L’Alleanza atlantica è nel pieno della sua trasformazione, dovuta alle minacce della Russia e adesso, diverse ma complementari, della presidenza americana, e la necessità di rafforzare le capacità di difesa europee è qualcosa di malcompreso dal pubblico anche perché recepito con diffidenza dal pubblico. E invece nave Trieste è un bengodi della tecnologia, e sin dalla Seconda guerra mondiale non c’era mai stata un’unità così grande tutta made in Italy. 245 metri di unità di assalto anfibio multiruolo, una rarità nelle marine europee perché è in grado di condurre tutte le operazioni anfibie dall’inizio alla fine, che “sono tra le operazioni più complesse dal punto di vista militare”, spiega l’ammiraglio Orini.

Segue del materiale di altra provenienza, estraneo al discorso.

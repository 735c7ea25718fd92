use std::convert::TryFrom;

use serde::{Deserialize, Serialize};
use time::OffsetDateTime;

use crate::emission::{self, Emission};
use crate::errors::BackendError;
use crate::normalization;
use crate::survey::{Origin, ParticipantType};
use crate::transport::TransportMode;

/// An ID in the store.
pub type RecordId = i64;

/// The form fields exactly as submitted, before any validation.
#[derive(Clone, Debug, Default, Deserialize)]
#[serde(default)]
pub struct RawSubmission {
    #[serde(deserialize_with = "normalization::deserialize_option")]
    pub email: Option<String>,

    #[serde(deserialize_with = "normalization::deserialize_option")]
    pub origin: Option<String>,

    #[serde(deserialize_with = "normalization::deserialize_option")]
    pub participant_type: Option<String>,

    #[serde(deserialize_with = "normalization::deserialize_option")]
    pub principal_mode: Option<String>,

    #[serde(deserialize_with = "normalization::deserialize_option")]
    pub principal_distance: Option<String>,

    #[serde(deserialize_with = "normalization::deserialize_option")]
    pub local_mode: Option<String>,

    #[serde(deserialize_with = "normalization::deserialize_option")]
    pub local_distance: Option<String>,

    #[serde(deserialize_with = "normalization::deserialize_option")]
    pub event_days: Option<String>,
}

impl RawSubmission {
    /// Validates every field, refusing anything that cannot be computed
    /// with. Unknown participant types and transport modes are accepted.
    pub fn parse(self) -> Result<SubmissionInput, BackendError> {
        let email = required("email", self.email)?;
        let origin = Origin::from(required("origin", self.origin)?);
        let participant_type = self
            .participant_type
            .map(ParticipantType::from)
            .unwrap_or(ParticipantType::Other);

        let principal_mode = TransportMode::from(required("principal_mode", self.principal_mode)?);
        let principal_distance = parse_distance("principal_distance", self.principal_distance)?;

        let local_mode = TransportMode::from(required("local_mode", self.local_mode)?);
        let local_distance = parse_distance("local_distance", self.local_distance)?;
        let event_days = parse_days(self.event_days)?;

        Ok(SubmissionInput {
            email,
            origin,
            participant_type,
            principal_mode,
            principal_distance,
            local_mode,
            local_distance,
            event_days,
        })
    }
}

fn required(field: &'static str, value: Option<String>) -> Result<String, BackendError> {
    value.ok_or_else(|| BackendError::invalid(field, "is required"))
}

fn parse_distance(field: &'static str, value: Option<String>) -> Result<f64, BackendError> {
    let raw = required(field, value)?;
    let distance: f64 = raw
        .parse()
        .map_err(|_| BackendError::invalid(field, format!("{:?} is not a number", raw)))?;

    emission::check_distance(field, distance)?;

    Ok(distance)
}

fn parse_days(value: Option<String>) -> Result<u32, BackendError> {
    const FIELD: &str = "event_days";

    let raw = required(FIELD, value)?;
    let days: i64 = raw
        .parse()
        .map_err(|_| BackendError::invalid(FIELD, format!("{:?} is not a whole number", raw)))?;

    if days < 1 {
        return Err(BackendError::invalid(FIELD, "must be at least 1"));
    }

    u32::try_from(days).map_err(|_| BackendError::invalid(FIELD, "is too large"))
}

/// A validated submission, ready for calculation.
#[derive(Clone, Debug, PartialEq, Deserialize, Serialize)]
pub struct SubmissionInput {
    pub email: String,
    pub origin: Origin,
    pub participant_type: ParticipantType,

    /// How the participant reached the event city.
    pub principal_mode: TransportMode,

    /// Kilometres to the event city.
    pub principal_distance: f64,

    /// How the participant moved around the event city.
    pub local_mode: TransportMode,

    /// Kilometres travelled locally on each day.
    pub local_distance: f64,

    pub event_days: u32,
}

/// A submission as persisted, with its total and the store's ID and
/// creation time. Records are never modified after creation.
#[derive(Clone, Debug, PartialEq, Deserialize, Serialize)]
pub struct StoredRecord {
    pub id: RecordId,

    #[serde(flatten)]
    pub input: SubmissionInput,

    pub emission_total: Emission,

    #[serde(with = "time::serde::timestamp")]
    pub created_at: OffsetDateTime,
}

impl StoredRecord {
    /// The local leg, recomputed from the stored inputs.
    pub fn local_emission(&self) -> Emission {
        emission::local_emission(
            &self.input.local_mode,
            self.input.local_distance,
            self.input.event_days,
        )
    }

    /// The principal leg, derived from the stored total so that the two
    /// legs always add up to it.
    pub fn principal_emission(&self) -> Emission {
        // only totals no submission could produce fail to subtract
        self.emission_total
            .checked_sub(self.local_emission())
            .unwrap_or(Emission::ZERO)
    }

    /// The part of the email address before the `@`.
    pub fn email_local_part(&self) -> &str {
        self.input
            .email
            .split('@')
            .next()
            .unwrap_or(&self.input.email)
    }
}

Come quella che l’Italia ha condotto nel 2006 in Libano, denominata “Leonte”. La nave è autosufficiente perché può ospitare i membri dei due staff che servono per un’operazione anfibia – non si inventano, sono codificate in un documento Nato: di nuovo, l’importanza della condivisione – può trasportare i mezzi che servono a un eventuale sbarco, può far sbarcare gli incursori, e ha uno dei più grandi ospedali per una nave di questo tipo, con sale operatorie e posti di terapia intensiva. “Un giorno abbiamo accompagnato dei civili in un tour a bordo”, spiega un ufficiale al Foglio, che preferisce restare anonimo, “un signore davanti all’ospedale si è messo a piangere, ci ha detto: non avrei mai pensato a tutto questo”. C’è un problema di comunicazione della Difesa, ma c’è anche un limite nella capacità italiana di capire che la difesa, per esempio quella marittima, non è soltanto il Vespucci – la nave più antica della Marina militare che funziona da veliero scuola per i marinai del futuro. A bordo del Trieste c’è un gruppo di studenti universitari che vive la vita della Marina nel pieno delle sue possibilità, un equipaggio giovanissimo – ci spiegano che di recente anche gli allievi ufficiali in ferma prefissata, ragazzi che fanno una scelta di vita temporanea nelle Forze armate, vengono impiegati in ruoli più operativi per dargli la possibilità di capire se è una vita che gli piace, e agli ufficiali di selezionare i migliori talenti. E questo perché la Difesa di cui parliamo oggi è la difesa della democrazia liberale di tutti.